The UN secretary-general is due to report to the Security Council next week that Israel and Hamas are violating children’s rights and putting them at risk in their war to eliminate each other.

Each year the Secretary-General compiles a global list of nations and militias that threaten and intimidate children, ranging from the Kachin Independence Army in Myanmar to Russia during last year’s war in Ukraine.

UN revise Gaza death toll: women and children killed down nearly 50% since previous report

Now Israel is joining them.

Antonio Guterres will send the list to the Security Council, which will decide whether to act. The United States is one of five permanent members with veto power and has been reluctant to take action against Israel, a longtime ally.

UN Secretary-General Antonio Guterres speaks at a Security Council meeting at UN Headquarters on April 18, 2024. Guterres will report to the Security Council next week that Israel and Hamas are violating children’s rights and putting children at risk in their war to eliminate each other. Secretary-General Guterres called Israeli UN Ambassador Gilad Erdan on Friday, June 7, 2024, to inform him that Israel would be included in the report. (AP Photo/Yuki Iwamura)

The other permanent member is Russia, but the Security Council took no action when the UN blacklisted Russian forces last year for killing boys and girls and attacking schools and hospitals in Ukraine.

Israel’s membership this month is likely to focus even more global attention on its prosecution of the Gaza war and further increase already strained relations between the country and the United Nations.

The preamble to last year’s UN report said it listed actors involved in “the killing and maiming of children, the rape and other sexual violence against children, and attacks on schools, hospitals and people in care.”

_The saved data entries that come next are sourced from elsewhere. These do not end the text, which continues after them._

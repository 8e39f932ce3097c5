use serde::{Deserialize, Serialize};

pub const MIN_RATING: u8 = 1;
pub const MAX_RATING: u8 = 5;

/// Anything that carries a star rating
pub trait Rated {
    fn rating(&self) -> u8;
}

/// `{movie_id, rating}` projection of a review, used to aggregate every
/// movie on the list page with a single query.
#[derive(Debug, Clone, Serialize, Deserialize, PartialEq, Eq)]
pub struct RatingEntry {
    pub movie_id: String,
    pub rating: u8,
}

impl Rated for RatingEntry {
    fn rating(&self) -> u8 {
        self.rating
    }
}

U.N. spokesman Stephane Dujarric told reporters that Secretary-General Guterres called Israel’s U.N. ambassador, Gilad Erdan, on Friday to tell him Israel would be included in the report to be presented to the Security Council next week.

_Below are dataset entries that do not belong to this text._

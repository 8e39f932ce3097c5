use super::star_rating::stars;
use crate::commands::prompts;
use cinereview_core::{ReviewDraft, MAX_TEXT_LEN};
use color_eyre::Result;

/// Copy command-line values into the draft; the draft applies the length caps
pub fn apply_inputs(draft: &mut ReviewDraft, name: Option<&str>, rating: Option<u8>, text: Option<&str>) {
    if let Some(name) = name {
        draft.set_user_name(name);
    }
    if let Some(rating) = rating {
        draft.set_rating(rating);
    }
    if let Some(text) = text {
        draft.set_review_text(text);
    }
}

/// Interactive form, pre-filled with whatever the draft already holds
pub fn prompt_review_form(draft: &mut ReviewDraft) -> Result<()> {
    let name = prompts::prompt_string("Your Name (Optional, leave blank for Anonymous)", Some(draft.user_name()))?;
    draft.set_user_name(&name);

    let rating = prompts::prompt_rating("Your Rating", draft.rating())?;
    draft.set_rating(rating);

    let text = prompts::prompt_string("Your Review", Some(draft.review_text()))?;
    draft.set_review_text(&text);

    Ok(())
}

/// Summary line shown under the form
pub fn form_status(draft: &ReviewDraft) -> String {
    format!(
        "Rating: {}  |  {}/{} characters",
        stars(draft.rating()),
        draft.text_len(),
        MAX_TEXT_LEN
    )
}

The militant Hamas and Palestinian Islamic Jihad groups are also set to be on the list.

Israel responded angrily, sending a video of Erdan berating Guterres, the man allegedly on the other end of the call, to media outlets and posting on X.

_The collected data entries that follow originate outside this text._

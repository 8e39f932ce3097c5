//! Review submission rules.
//!
//! Length caps are applied while the draft is edited; `ReviewDraft::validate`
//! only checks the rules that block a submission.

use cinereview_models::{Movie, NewReview, ANONYMOUS_AUTHOR, MAX_RATING, MIN_RATING};
use thiserror::Error;

pub const MIN_TEXT_LEN: usize = 10;
pub const MAX_TEXT_LEN: usize = 1000;
pub const MAX_NAME_LEN: usize = 50;

/// Client-side rule violation. Never reaches the store.
#[derive(Debug, Clone, PartialEq, Eq, Error)]
pub enum ValidationError {
    #[error("Please select a rating")]
    MissingRating,

    #[error("Rating must be between 1 and 5")]
    RatingOutOfRange(u8),

    #[error("Review must be at least {min} characters long")]
    TextTooShort { min: usize, actual: usize },
}

/// Review after trimming and defaulting, ready to be attached to a movie
#[derive(Debug, Clone, PartialEq, Eq)]
pub struct NormalizedReview {
    pub user_name: String,
    pub rating: u8,
    pub review_text: String,
}

impl NormalizedReview {
    /// Attach the movie, copying its title and poster for denormalized display
    pub fn for_movie(self, movie: &Movie) -> NewReview {
        NewReview {
            movie_id: movie.id.clone(),
            movie_title: movie.title.clone(),
            movie_poster: movie.poster().map(str::to_string),
            user_name: self.user_name,
            rating: self.rating,
            review_text: self.review_text,
        }
    }
}

/// Form state of a review being written. A rating of 0 means unselected.
#[derive(Debug, Clone, Default, PartialEq, Eq)]
pub struct ReviewDraft {
    user_name: String,
    rating: u8,
    review_text: String,
}

fn truncate_chars(value: &str, max: usize) -> String {
    value.chars().take(max).collect()
}

impl ReviewDraft {
    pub fn new() -> Self {
        Self::default()
    }

    /// Input is cut at `MAX_NAME_LEN` characters
    pub fn set_user_name(&mut self, name: &str) {
        self.user_name = truncate_chars(name, MAX_NAME_LEN);
    }

    pub fn set_rating(&mut self, rating: u8) {
        self.rating = rating;
    }

    /// Input is cut at `MAX_TEXT_LEN` characters
    pub fn set_review_text(&mut self, text: &str) {
        self.review_text = truncate_chars(text, MAX_TEXT_LEN);
    }

    pub fn user_name(&self) -> &str {
        &self.user_name
    }

    pub fn rating(&self) -> u8 {
        self.rating
    }

    pub fn review_text(&self) -> &str {
        &self.review_text
    }

    /// Untrimmed character count, as shown next to the text field
    pub fn text_len(&self) -> usize {
        self.review_text.chars().count()
    }

    pub fn reset(&mut self) {
        *self = Self::default();
    }

    pub fn validate(&self) -> Result<NormalizedReview, ValidationError> {
        if self.rating == 0 {
            return Err(ValidationError::MissingRating);
        }
        if !(MIN_RATING..=MAX_RATING).contains(&self.rating) {
            return Err(ValidationError::RatingOutOfRange(self.rating));
        }

        let review_text = self.review_text.trim();
        let actual = review_text.chars().count();
        if actual < MIN_TEXT_LEN {
            return Err(ValidationError::TextTooShort { min: MIN_TEXT_LEN, actual });
        }

        let user_name = match self.user_name.trim() {
            "" => ANONYMOUS_AUTHOR.to_string(),
            name => name.to_string(),
        };

        Ok(NormalizedReview {
            user_name,
            rating: self.rating,
            review_text: review_text.to_string(),
        })
    }
}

“Hamas will continue to exploit even more schools and hospitals, because this shameful decision of the Secretary-General only gives Hamas hope to survive, to prolong the war and to prolong the suffering,” Erdan said in a statement. “Shame on you!”

The Palestinian ambassador to the United Nations said adding Israel to the “list of shame” would not bring back tens of thousands of our children killed by Israel over decades.

“However, this is an important step in the right direction,” Riyad Mansour said in a statement.

“The United Nations has today put itself on history’s blacklist,” Israeli Prime Minister Benjamin Netanyahu said, adding that the move intensified a long-standing feud between Israel and the UN and that even day-to-day negotiations between Israel and the UN were now fraught with tension.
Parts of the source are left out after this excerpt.